Multimodal fall detection for solitary individuals based on audio-video decision fusion processing

Shiqin Jiao; Guoqi Li; Guiyang Zhang; Jiahao Zhou; Jihong Li

doi:10.1016/j.heliyon.2024.e29596

Multimodal fall detection for solitary individuals based on audio-video decision fusion processing

Heliyon. 2024 Apr 16;10(8):e29596. doi: 10.1016/j.heliyon.2024.e29596. eCollection 2024 Apr 30.

Authors

Shiqin Jiao¹, Guoqi Li¹, Guiyang Zhang¹, Jiahao Zhou², Jihong Li¹

Affiliations

¹ School of Reliability and Systems Engineering, Beihang University, Beijing 100191, China.
² Jinan Thomas School, Jinan, Shandong 250102, China.

Abstract

Falls often pose significant safety risks to solitary individuals, especially the elderly.
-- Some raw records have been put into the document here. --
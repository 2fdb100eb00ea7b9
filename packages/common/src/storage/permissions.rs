use std::fmt;
use std::path::Path;
use std::str::FromStr;

use serde::Deserialize;

const SYMBOLS: &[u8; 3] = b"rwx";

/// POSIX permission bits applied to directories created by the store.
///
/// Parsed from the symbolic form (`rwxr-x---`) or from octal (`750`).
#[derive(Clone, Copy, PartialEq, Eq, Deserialize)]
#[serde(try_from = "String")]
pub struct DirMode(u32);

impl DirMode {
    pub const fn from_bits(bits: u32) -> Self {
        Self(bits & 0o777)
    }

    pub fn bits(&self) -> u32 {
        self.0
    }

    /// Apply the mode to an existing directory. No-op on non-Unix targets.
    pub async fn apply(&self, path: &Path) -> std::io::Result<()> {
        #[cfg(unix)]
        {
            use std::os::unix::fs::PermissionsExt;
            tokio::fs::set_permissions(path, std::fs::Permissions::from_mode(self.0)).await
        }
        #[cfg(not(unix))]
        {
            let _ = path;
            Ok(())
        }
    }
}

impl Default for DirMode {
    /// `rwxr-x---`
    fn default() -> Self {
        Self(0o750)
    }
}

impl FromStr for DirMode {
    type Err = String;

    fn from_str(s: &str) -> Result<Self, Self::Err> {
        let s = s.trim();

        if (3..=4).contains(&s.len()) && s.bytes().all(|b| (b'0'..=b'7').contains(&b)) {
            let bits = u32::from_str_radix(s, 8).map_err(|e| e.to_string())?;
            if bits > 0o777 {
                return Err(format!("mode {s} sets bits outside rwxrwxrwx"));
            }
            return Ok(Self(bits));
        }

        if s.len() != 9 {
            return Err(format!(
                "expected a 9-character mode like 'rwxr-x---' or octal like '750', got '{s}'"
            ));
        }

        let mut bits = 0;
        for (i, c) in s.bytes().enumerate() {
            if c == SYMBOLS[i % 3] {
                bits |= 1 << (8 - i);
            } else if c != b'-' {
                return Err(format!(
                    "invalid permission character '{}' at position {}",
                    c as char,
                    i + 1
                ));
            }
        }
        Ok(Self(bits))
    }
}

impl TryFrom<String> for DirMode {
    type Error = String;

    fn try_from(value: String) -> Result<Self, Self::Error> {
        value.parse()
    }
}

impl fmt::Display for DirMode {
    fn fmt(&self, f: &mut fmt::Formatter<'_>) -> fmt::Result {
        for i in 0..9 {
            let c = if self.0 & (1 << (8 - i)) != 0 {
                SYMBOLS[i % 3] as char
            } else {
                '-'
            };
            write!(f, "{c}")?;
        }
        Ok(())
    }
}

impl fmt::Debug for DirMode {
    fn fmt(&self, f: &mut fmt::Formatter<'_>) -> fmt::Result {
        write!(f, "DirMode({self})")
    }
}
Implementing a fast and efficient fall detection system is an effective strategy to address this hidden danger. We propose a multimodal method based on audio and video. On the basis of using non-intrusive equipment, it reduces to a certain extent the false negative situation that the most commonly used video-based methods may face due to insufficient lighting conditions, exceeding the monitoring range, etc. Therefore, in the foreseeable future, methods based on audio and video fusion are expected to become the best solution for fall detection. Specifically, this article outlines the following methodology: the video-based model utilizes YOLOv7-Pose to extract key skeleton joints, which are then fed into a two stream Spatial Temporal Graph Convolutional Network (ST-GCN) for classification. Meanwhile, the audio-based model employs log-scaled mel spectrograms to capture different features, which are processed through the MobileNetV2 architecture for detection. The final decision fusion of the two results is achieved through linear weighting and Dempster-Shafer (D-S) theory. After evaluation, our multimodal fall detection method significantly outperforms the single modality method, especially the evaluation metric sensitivity increased from 81.67% in single video modality to 96.67% (linear weighting) and 97.50% (D-S theory), which emphasizing the effectiveness of integrating video and audio data to achieve more powerful and reliable fall detection in complex and diverse daily life environments.

Keywords: Audio-video fusion; Fall detection; Multimodal analysis; Solitary individuals.